About this exercise -
Copy each line of the data that has "ConfirmSearch" in it.
+ + + +
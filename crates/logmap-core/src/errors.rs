//! Structured error types shared across logmap crates.

use std::collections::BTreeMap;
use std::fmt::{self, Display};

use serde::{Deserialize, Serialize};
use thiserror::Error;

/// Structured payload attached to every [`LogmapError`] variant.
#[derive(Debug, Clone, PartialEq, Eq, Serialize, Deserialize)]
pub struct ErrorInfo {
    /// Stable machine readable error code.
    pub code: String,
    /// Human readable diagnostic message.
    pub message: String,
    /// Contextual key value pairs (parameter names, counts, etc.).
    #[serde(default)]
    pub context: BTreeMap<String, String>,
    /// Optional hint that may help the caller resolve the issue.
    #[serde(skip_serializing_if = "Option::is_none")]
    pub hint: Option<String>,
}

impl ErrorInfo {
    /// Creates a new error payload with the provided code and message.
    pub fn new(code: impl Into<String>, message: impl Into<String>) -> Self {
        Self {
            code: code.into(),
            message: message.into(),
            context: BTreeMap::new(),
            hint: None,
        }
    }

    /// Adds a context entry to the payload.
    pub fn with_context(mut self, key: impl Into<String>, value: impl Into<String>) -> Self {
        self.context.insert(key.into(), value.into());
        self
    }

    /// Sets a human readable hint for remediation.
    pub fn with_hint(mut self, hint: impl Into<String>) -> Self {
        self.hint = Some(hint.into());
        self
    }
}

/// Canonical error type for the logmap engine.
#[derive(Debug, Clone, PartialEq, Eq, Serialize, Deserialize, Error)]
#[serde(tag = "family", content = "detail")]
pub enum LogmapError {
    /// Sweep configuration errors (invalid iteration counts and the like).
    #[error("config error: {0}")]
    Config(ErrorInfo),
    /// Parameter space construction errors.
    #[error("params error: {0}")]
    Params(ErrorInfo),
    /// Errors raised while executing a sweep.
    #[error("sweep error: {0}")]
    Sweep(ErrorInfo),
    /// Benchmark harness errors, including equivalence failures.
    #[error("bench error: {0}")]
    Bench(ErrorInfo),
    /// Serialization and artifact I/O errors.
    #[error("serde error: {0}")]
    Serde(ErrorInfo),
}

impl Display for ErrorInfo {
    fn fmt(&self, f: &mut fmt::Formatter<'_>) -> fmt::Result {
        write!(f, "{} (code: {})", self.message, self.code)?;
        if !self.context.is_empty() {
            write!(f, " | context: [")?;
            for (idx, (key, value)) in self.context.iter().enumerate() {
                if idx > 0 {
                    write!(f, ", ")?;
                }
                write!(f, "{key}={value}")?;
            }
            write!(f, "]")?;
        }
        if let Some(hint) = &self.hint {
            write!(f, " | hint: {hint}")?;
        }
        Ok(())
    }
}

impl LogmapError {
    /// Returns a reference to the payload describing the error.
    pub fn info(&self) -> &ErrorInfo {
        match self {
            LogmapError::Config(info)
            | LogmapError::Params(info)
            | LogmapError::Sweep(info)
            | LogmapError::Bench(info)
            | LogmapError::Serde(info) => info,
        }
    }
}
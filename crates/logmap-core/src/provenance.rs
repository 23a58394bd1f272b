//! Provenance and schema descriptors attached to sweep artifacts.

use serde::{Deserialize, Serialize};
use std::collections::BTreeMap;

/// Semantic version describing the schema of serialized payloads.
#[derive(Debug, Clone, Copy, PartialEq, Eq, PartialOrd, Ord, Serialize, Deserialize)]
pub struct SchemaVersion {
    /// Major version incremented for breaking changes.
    pub major: u32,
    /// Minor version incremented for additive changes.
    pub minor: u32,
    /// Patch version incremented for bug fixes and documentation updates.
    pub patch: u32,
}

impl SchemaVersion {
    /// Creates a new schema version descriptor.
    pub const fn new(major: u32, minor: u32, patch: u32) -> Self {
        Self {
            major,
            minor,
            patch,
        }
    }
}

impl Default for SchemaVersion {
    fn default() -> Self {
        Self::new(1, 0, 0)
    }
}

/// Provenance information attached to every serialized artifact.
#[derive(Debug, Clone, PartialEq, Eq, Serialize, Deserialize, Default)]
pub struct RunProvenance {
    /// Stable hash of the sweep configuration used to produce the data.
    pub config_hash: String,
    /// ISO-8601 timestamp recording when the artifact was generated.
    pub created_at: String,
    /// Version map for all tools involved in the run.
    pub tool_versions: BTreeMap<String, String>,
}
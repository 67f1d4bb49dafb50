//! Actions and modes driving the navigation state machine.
//!
//! Key codes never reach [crate::app::NavState]: the keymap decodes them into an [Action]
//! once, at the input boundary.

/// The two modes of the navigation state.
#[derive(Debug, Clone, Copy, PartialEq, Eq, Default)]
pub enum Mode {
    /// Browsing the directory tree.
    #[default]
    Default,
    /// Typing a fuzzy filter query.
    Search,
}

/// A discrete user input, already decoded from a key event.
///
/// Actions that do not apply to the current [Mode] are no-ops.
#[derive(Debug, Clone, Copy, PartialEq, Eq)]
pub enum Action {
    MoveDown,
    MoveUp,
    EnterChild,
    GoToParent,
    ToggleHidden,
    EnterSearch,
    TypeChar(char),
    Backspace,
    ConfirmSearch,
    CancelSearch,
    /// Enter the selected (or best ranked) directory match and keep searching inside it.
    DescendMatch,
    Quit,
}
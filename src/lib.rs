//! Internal library crate for pathsurfer.
//!
//! The shipped application is the `psurf` binary (`src/main.rs`).
//!
//! This library exists to share code between targets (binary, tests) and to keep modules organized.
//! This API is only used to build the `psurf` binary and is not considered a library for external use.

pub mod app;
pub mod config;
pub mod core;
pub mod error;
pub mod ui;
pub mod utils;

#[cfg(test)]
mod test_support;
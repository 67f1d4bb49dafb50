//! Navigation state machine for pathsurfer.
//!
//! Owns the current directory, its listing, selection and scroll cursors, the per-directory
//! position history and the search query. Every change goes through [NavState::apply], which
//! takes a decoded [Action] and the [DirLister] to re-list directories with.
//!
//! Invariants after every transition:
//! - `entries` is sorted by name in byte order.
//! - `selected < entries.len()` when entries is non-empty, `0` otherwise.
//! - `scroll_offset <= selected <= scroll_offset + visible_height - 1` when non-empty.

use crate::app::actions::{Action, Mode};
use crate::core::fuzzy::{self, Match};
use crate::core::{DirLister, Entry, Formatter, ListError, ListErrorKind};

use log::{debug, warn};

use std::collections::HashMap;
use std::path::{Path, PathBuf};

/// Rows assumed visible until the renderer reports the real pane height.
pub const DEFAULT_VISIBLE_HEIGHT: usize = 20;

/// Result of applying an action.
#[derive(Debug, Clone, PartialEq, Eq)]
pub enum Transition {
    Continue,
    /// The session ended; carries the directory to hand back to the shell.
    Quit(PathBuf),
}

/// Holds the navigation, selection, filter and history state of the browser.
#[derive(Debug)]
pub struct NavState {
    current_dir: PathBuf,
    /// Hidden-filtered, sorted listing of `current_dir`.
    listing: Vec<Entry>,
    /// What is shown: `listing`, or the subset matching the query.
    entries: Vec<Entry>,
    /// Parallel to `entries` while a query filters the listing, empty otherwise.
    matches: Vec<Match>,
    selected: usize,
    scroll_offset: usize,
    visible_height: usize,
    mode: Mode,
    query: String,
    positions: HashMap<PathBuf, usize>,
    show_hidden: bool,
    last_error: Option<ListError>,
}

impl NavState {
    pub fn new(path: PathBuf, show_hidden: bool) -> Self {
        Self {
            current_dir: path,
            listing: Vec::new(),
            entries: Vec::new(),
            matches: Vec::new(),
            selected: 0,
            scroll_offset: 0,
            visible_height: DEFAULT_VISIBLE_HEIGHT,
            mode: Mode::Default,
            query: String::new(),
            positions: HashMap::new(),
            show_hidden,
            last_error: None,
        }
    }

    /// Creates the state at `path` and performs the initial listing.
    pub fn open<L: DirLister + ?Sized>(path: PathBuf, show_hidden: bool, lister: &L) -> Self {
        let mut nav = Self::new(path, show_hidden);
        nav.reload(lister);
        nav
    }

    // Getters / Accessors

    #[inline]
    pub fn current_dir(&self) -> &Path {
        &self.current_dir
    }

    #[inline]
    pub fn entries(&self) -> &[Entry] {
        &self.entries
    }

    /// The full listing of the current directory, ignoring the query.
    #[inline]
    pub fn listing(&self) -> &[Entry] {
        &self.listing
    }

    #[inline]
    pub fn selected_idx(&self) -> usize {
        self.selected
    }

    #[inline]
    pub fn scroll_offset(&self) -> usize {
        self.scroll_offset
    }

    #[inline]
    pub fn visible_height(&self) -> usize {
        self.visible_height
    }

    #[inline]
    pub fn mode(&self) -> Mode {
        self.mode
    }

    #[inline]
    pub fn query(&self) -> &str {
        &self.query
    }

    #[inline]
    pub fn show_hidden(&self) -> bool {
        self.show_hidden
    }

    /// The failure of the most recent listing of the current directory, if it failed.
    #[inline]
    pub fn last_error(&self) -> Option<&ListError> {
        self.last_error.as_ref()
    }

    #[inline]
    pub fn position_history(&self) -> &HashMap<PathBuf, usize> {
        &self.positions
    }

    pub fn selected_entry(&self) -> Option<&Entry> {
        self.entries.get(self.selected)
    }

    /// The fuzzy match behind the shown entry at `idx`, while a query filters the listing.
    pub fn match_at(&self, idx: usize) -> Option<&Match> {
        self.matches.get(idx)
    }

    /// Updates the number of rows the current pane can show and re-fits the scroll offset.
    pub fn set_visible_height(&mut self, height: usize) {
        self.visible_height = height.max(1);
        self.update_scroll();
    }

    /// Applies one action. Actions that do not apply to the current mode are no-ops.
    pub fn apply<L: DirLister + ?Sized>(&mut self, action: Action, lister: &L) -> Transition {
        debug!(
            "apply {:?} in {:?} mode at {}",
            action,
            self.mode,
            self.current_dir.display()
        );

        match (self.mode, action) {
            (_, Action::Quit) => return Transition::Quit(self.current_dir.clone()),

            (Mode::Default, Action::MoveDown) => self.move_down(),
            (Mode::Default, Action::MoveUp) => self.move_up(),
            (Mode::Default, Action::EnterChild) => self.enter_child(lister),
            (Mode::Default, Action::GoToParent) => self.go_to_parent(lister),
            (Mode::Default, Action::ToggleHidden) => self.toggle_hidden(lister),
            (Mode::Default, Action::EnterSearch) => self.enter_search(),

            (Mode::Search, Action::TypeChar(c)) => self.type_char(c),
            (Mode::Search, Action::Backspace) => self.backspace(),
            (Mode::Search, Action::ConfirmSearch) => self.confirm_search(),
            (Mode::Search, Action::CancelSearch) => self.cancel_search(),
            (Mode::Search, Action::DescendMatch) => self.descend_match(lister),

            _ => {}
        }
        Transition::Continue
    }

    // Navigation functions

    /// Moves the selection down by one entry, wrapping around at the end.
    pub fn move_down(&mut self) {
        let len = self.entries.len();
        if len == 0 {
            return;
        }
        self.selected = (self.selected + 1) % len;
        self.update_scroll();
    }

    /// Moves the selection up by one entry, wrapping around at the top.
    pub fn move_up(&mut self) {
        let len = self.entries.len();
        if len == 0 {
            return;
        }
        self.selected = (self.selected + len - 1) % len;
        self.update_scroll();
    }

    /// Enters the selected entry if it is a directory.
    pub fn enter_child<L: DirLister + ?Sized>(&mut self, lister: &L) {
        let Some(entry) = self.selected_entry() else {
            return;
        };
        if !entry.is_dir() {
            return;
        }
        let target = self.current_dir.join(entry.name());
        self.change_dir(target, None, lister);
    }

    /// Moves to the parent directory, focusing the directory just left unless the parent
    /// has a remembered position. No-op at the filesystem root.
    pub fn go_to_parent<L: DirLister + ?Sized>(&mut self, lister: &L) {
        let Some(parent) = self
            .current_dir
            .parent()
            .filter(|p| !p.as_os_str().is_empty())
            .map(Path::to_path_buf)
        else {
            return;
        };
        let exited = self
            .current_dir
            .file_name()
            .map(|n| n.to_string_lossy().into_owned());
        self.change_dir(parent, exited, lister);
    }

    /// Flips hidden entry visibility and re-lists in place. The selection index is clamped,
    /// not remapped to the previously selected name.
    pub fn toggle_hidden<L: DirLister + ?Sized>(&mut self, lister: &L) {
        self.show_hidden = !self.show_hidden;
        self.reload(lister);
        self.clamp_selection();
        self.update_scroll();
    }

    // Search functions

    pub fn enter_search(&mut self) {
        self.mode = Mode::Search;
        self.query.clear();
    }

    pub fn type_char(&mut self, c: char) {
        self.query.push(c);
        self.refilter();
    }

    /// Removes the last query rune. No-op on an empty query.
    pub fn backspace(&mut self) {
        if self.query.pop().is_none() {
            return;
        }
        self.refilter();
    }

    /// Leaves search mode keeping the current filter; an empty query restores the full listing.
    pub fn confirm_search(&mut self) {
        if self.query.is_empty() {
            self.reset_filter();
        }
        self.mode = Mode::Default;
        self.query.clear();
    }

    /// Leaves search mode discarding the query and any filtering.
    pub fn cancel_search(&mut self) {
        self.query.clear();
        self.reset_filter();
        self.mode = Mode::Default;
    }

    /// Enters the selected directory, or the best ranked directory match when the selection
    /// is a file, and restarts the query inside it. Stays in search mode.
    pub fn descend_match<L: DirLister + ?Sized>(&mut self, lister: &L) {
        let target = match self.selected_entry() {
            Some(entry) if entry.is_dir() => Some(entry.name().to_string()),
            _ => self.best_directory_match(),
        };
        let Some(name) = target else {
            return;
        };

        if let Some(idx) = self.entries.iter().position(|e| e.name() == name) {
            self.selected = idx;
        }
        self.query.clear();
        let target = self.current_dir.join(&name);
        self.change_dir(target, None, lister);
    }

    fn best_directory_match(&self) -> Option<String> {
        let dirs: Vec<Match> = self
            .entries
            .iter()
            .zip(&self.matches)
            .filter(|(entry, _)| entry.is_dir())
            .map(|(_, m)| m.clone())
            .collect();

        fuzzy::rank(dirs)
            .into_iter()
            .next()
            .map(|m| m.candidate().to_string())
    }

    // Internals

    fn save_position(&mut self) {
        self.positions
            .insert(self.current_dir.clone(), self.selected);
    }

    /// Leaves the current directory for `path`, restoring its remembered position,
    /// else focusing `focus` by name, else the first entry.
    fn change_dir<L: DirLister + ?Sized>(
        &mut self,
        path: PathBuf,
        focus: Option<String>,
        lister: &L,
    ) {
        self.save_position();
        self.current_dir = path;
        self.reload(lister);

        self.selected = match self.positions.get(&self.current_dir) {
            Some(&idx) => idx,
            None => focus
                .and_then(|name| self.entries.iter().position(|e| e.name() == name))
                .unwrap_or(0),
        };
        // Remembered positions may be stale if the directory shrank.
        self.clamp_selection();
        self.update_scroll();
    }

    /// Re-lists the current directory and drops any filter. A failed listing leaves the
    /// directory empty and is kept in `last_error`.
    fn reload<L: DirLister + ?Sized>(&mut self, lister: &L) {
        match Formatter::new(self.show_hidden).list(lister, &self.current_dir) {
            Ok(listing) => {
                self.listing = listing;
                self.last_error = None;
            }
            Err(err) => {
                match err.kind() {
                    ListErrorKind::PermissionDenied => {
                        warn!("Permission issue while listing: {}", err)
                    }
                    _ => warn!("Couldn't read directory: {}", err),
                }
                self.listing.clear();
                self.selected = 0;
                self.scroll_offset = 0;
                self.last_error = Some(err);
            }
        }
        self.reset_filter();
    }

    fn reset_filter(&mut self) {
        self.entries = self.listing.clone();
        self.matches.clear();
        self.clamp_selection();
        self.update_scroll();
    }

    /// Recomputes the shown entries from the full listing for the current query.
    fn refilter(&mut self) {
        if self.query.is_empty() {
            self.reset_filter();
            return;
        }

        let names: Vec<&str> = self.listing.iter().map(Entry::name).collect();
        let matches = fuzzy::find(&self.query, &names);

        // Matches come back in listing order and names are unique, so a single pass projects them.
        let mut listing = self.listing.iter();
        self.entries = matches
            .iter()
            .filter_map(|m| {
                listing
                    .by_ref()
                    .find(|e| e.name() == m.candidate())
                    .cloned()
            })
            .collect();
        self.matches = matches;

        self.clamp_selection();
        self.update_scroll();
    }

    fn clamp_selection(&mut self) {
        self.selected = self.selected.min(self.entries.len().saturating_sub(1));
    }

    fn update_scroll(&mut self) {
        self.scroll_offset = calculate_scroll_offset(
            self.selected,
            self.scroll_offset,
            self.visible_height,
            self.entries.len(),
        );
    }
}

/// Fits a scroll offset so the selection stays inside a window of `height` rows.
///
/// Snaps the window to the selection when it leaves the top or bottom edge, keeps it
/// otherwise, then clamps so the window never starts past `len - height`.
pub fn calculate_scroll_offset(selected: usize, offset: usize, height: usize, len: usize) -> usize {
    let height = height.max(1);

    let offset = if selected < offset {
        selected
    } else if selected >= offset + height {
        selected + 1 - height
    } else {
        offset
    };

    offset.min(len.saturating_sub(height))
}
+ + + +
Exercise answer -
    ConfirmSearch,
            (Mode::Search, Action::ConfirmSearch) => self.confirm_search(),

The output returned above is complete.